Therefore, the various Energy conditions turn out to be equivalent to the
following inequalities :

{\bf WEC :} 

\begin{equation} 
T_{\mu\nu}^{\phi}{\xi}^{\mu}{\xi}^{\nu} = -e^{-2\phi}
\left [ 2{\xi}^{\mu}{\xi}^{\nu}\nabla_{\mu}
\nabla_{\nu} \phi + \nabla^{2}\phi \right ] \ge 0
\end{equation}

For $\xi^{\mu}$ along a geodesic curve the first term inside the
square brackets can be shown to reduce to
$2\frac{d^{2}\phi}{ds^{2}}$. Since from the field equations we have
$\nabla^{2}\phi = 2\left (\nabla \phi \right ) ^{2} $ the WEC reduces to
$2\phi^{\prime\prime} +  2\left (\nabla \phi \right ) ^{2} \le 0 $

{\bf AWEC :}

\begin{equation}
\int^{\infty}_{-\infty} e^{-2\phi}\left ( 2\phi^{\prime\prime} + 2
 \left (\nabla \phi \right )^{2} \right ) d\lambda \le 0
\end{equation}

{\bf NEC :}

\begin{equation}
T_{\mu\nu}^{\phi}{\xi}^{\mu}{\xi}^{\nu} = -2 e^{-2\phi} k^{\mu}k^{\nu}
\nabla_{\mu}\nabla_{\nu}\phi
\end{equation}

For $k^{\mu}$ a tangent along a null geodesic we have 
the requirement :

\begin{equation}
\phi^{\prime\prime} \le 0
\end{equation}

{\bf ANEC :}

\begin{equation}
\int_{-\infty}^{\infty}T_{\mu\nu}^{\phi}k^{\mu}k^{\nu}d\lambda =
2\int_{-\infty}^{\infty} e^{-2\phi}\phi^{\prime\prime}d\lambda \le 0
\end{equation}

These are the constraints which the dilaton field has to obey in order to
satisfy the respective Energy conditions.

In order to understand the constraints on $\phi$ better we write down the
WEC inequalities explicitly for the general, static spherisymmetric metric
given by :

\begin{equation}
ds^{2} = -e^{2\psi (r)}dt^{2} + \frac{dr^{2}}{1-\frac{b(r)}{r}}
+ r^{2}\left (d\theta^{2} + \sin^{2}\theta d\phi^{2}\right )
\end{equation}

where $b(r)$ and $\psi(r)$ are two unknown functions.

The $\rho \ge 0$, $\rho +\tau \ge 0$ and $\rho +p\ge 0$ inequalities 
turn out to be :

\begin{eqnarray}
-2e^{-2\phi}\left ( 1-\frac{b(r)}{r}\right ) \left [ {\phi^{\prime}}^{2} -
\phi^{\prime}\psi^{\prime} \right ] \ge 0 \\
-4e^{-2\phi}\left ( 1-\frac{b(r)}{r}\right ) \left [ {\phi^{\prime}}^{2} -
{\phi^{\prime}\over r} \right ] \ge 0 \\
2e^{-2\phi}\left ( 1 -\frac{b(r)}{r}\right ) \phi^{\prime}\left [ \psi^{\prime}
-\frac{1}{r} \right ] \ge 0
\end{eqnarray}
 
The above inequalities are obtained using the expression for $T_{\mu\nu}^{\phi}$
in terms of the scalar field and its derivatives (Eqn (22)). 
These are the constraints on $\phi$, $\psi$ and $b$ which must be
obeyed if we believe in the WEC. We now analyse a couple of choices
of $\phi$.

If $\phi$ is linear in $r$ i.e. $\phi(r) = r$ say, then we find that the
requirements turn out to be $\psi^{\prime} \ge \frac{1}{r}$, $ \frac{1}{r}
\ge 1$ and $\psi^{\prime}\ge 1$.
Clearly as $r\rightarrow \infty$ the second condition is violated.

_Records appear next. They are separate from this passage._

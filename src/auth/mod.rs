mod api_key;
mod extractors;

pub use api_key::{require_api_key, API_KEY_HEADER};
pub use extractors::Owner;
use tracing::info;
use uuid::Uuid;

use super::dto::{ReadingInput, ReadingPatchInput, ReadingView};
use crate::error::{AppError, AppResult};
use crate::store::RecordStore;

fn not_found(id: Uuid) -> AppError {
    AppError::NotFound(format!("reading {id}"))
}

pub async fn list(store: &dyn RecordStore, owner: Uuid) -> AppResult<Vec<ReadingView>> {
    let rows = store.list_readings(owner).await?;
    Ok(rows.into_iter().map(Into::into).collect())
}

pub async fn get(store: &dyn RecordStore, owner: Uuid, id: Uuid) -> AppResult<ReadingView> {
    store
        .get_reading(owner, id)
        .await?
        .map(Into::into)
        .ok_or_else(|| not_found(id))
}

/// Creates a reading under a fresh server id; any client id is ignored.
pub async fn create(
    store: &dyn RecordStore,
    owner: Uuid,
    input: ReadingInput,
) -> AppResult<ReadingView> {
    let mut draft = input.into_draft("")?;
    draft.id = Uuid::new_v4();

    let at = store
        .upsert_batch(owner, std::slice::from_ref(&draft), &[])
        .await?;

    info!(%owner, reading_id = %draft.id, "reading created");
    Ok(draft.into_reading(owner, at, at).into())
}

pub async fn update(
    store: &dyn RecordStore,
    owner: Uuid,
    id: Uuid,
    input: ReadingPatchInput,
) -> AppResult<ReadingView> {
    let patch = input.into_patch()?;
    store
        .update_reading(owner, id, &patch)
        .await?
        .map(Into::into)
        .ok_or_else(|| not_found(id))
}

pub async fn delete(store: &dyn RecordStore, owner: Uuid, id: Uuid) -> AppResult<()> {
    if store.delete_reading(owner, id).await? {
        info!(%owner, reading_id = %id, "reading deleted");
        Ok(())
    } else {
        Err(not_found(id))
    }
}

Thus with
a linear dilaton field one always will end up with a violation as
$r\rightarrow \infty$. In contrast, if $\phi = \ln r$ then the first and third 
inequalities reduce to the requirement $\psi^{\prime}\ge \frac{1}{r}$.
whereas the second one is identically satisfied (L.H.S. of the second
WEC inequality is zero. Thus with a logarithmic dilaton --which means a 
linear string coupling-- the WEC can be satisfied everywhere!

\section{ Energy Conditions for Electric and Magnetic Black Holes
in Dilaton--Maxwell Gravity}

In this Section we focus our attention on the Energy Condition inequalities
for the electric and magnetic black--hole solutions in dilaton--Maxwell
gravity {\cite{gm:npb88}}, {\cite{ghs:prd91}}.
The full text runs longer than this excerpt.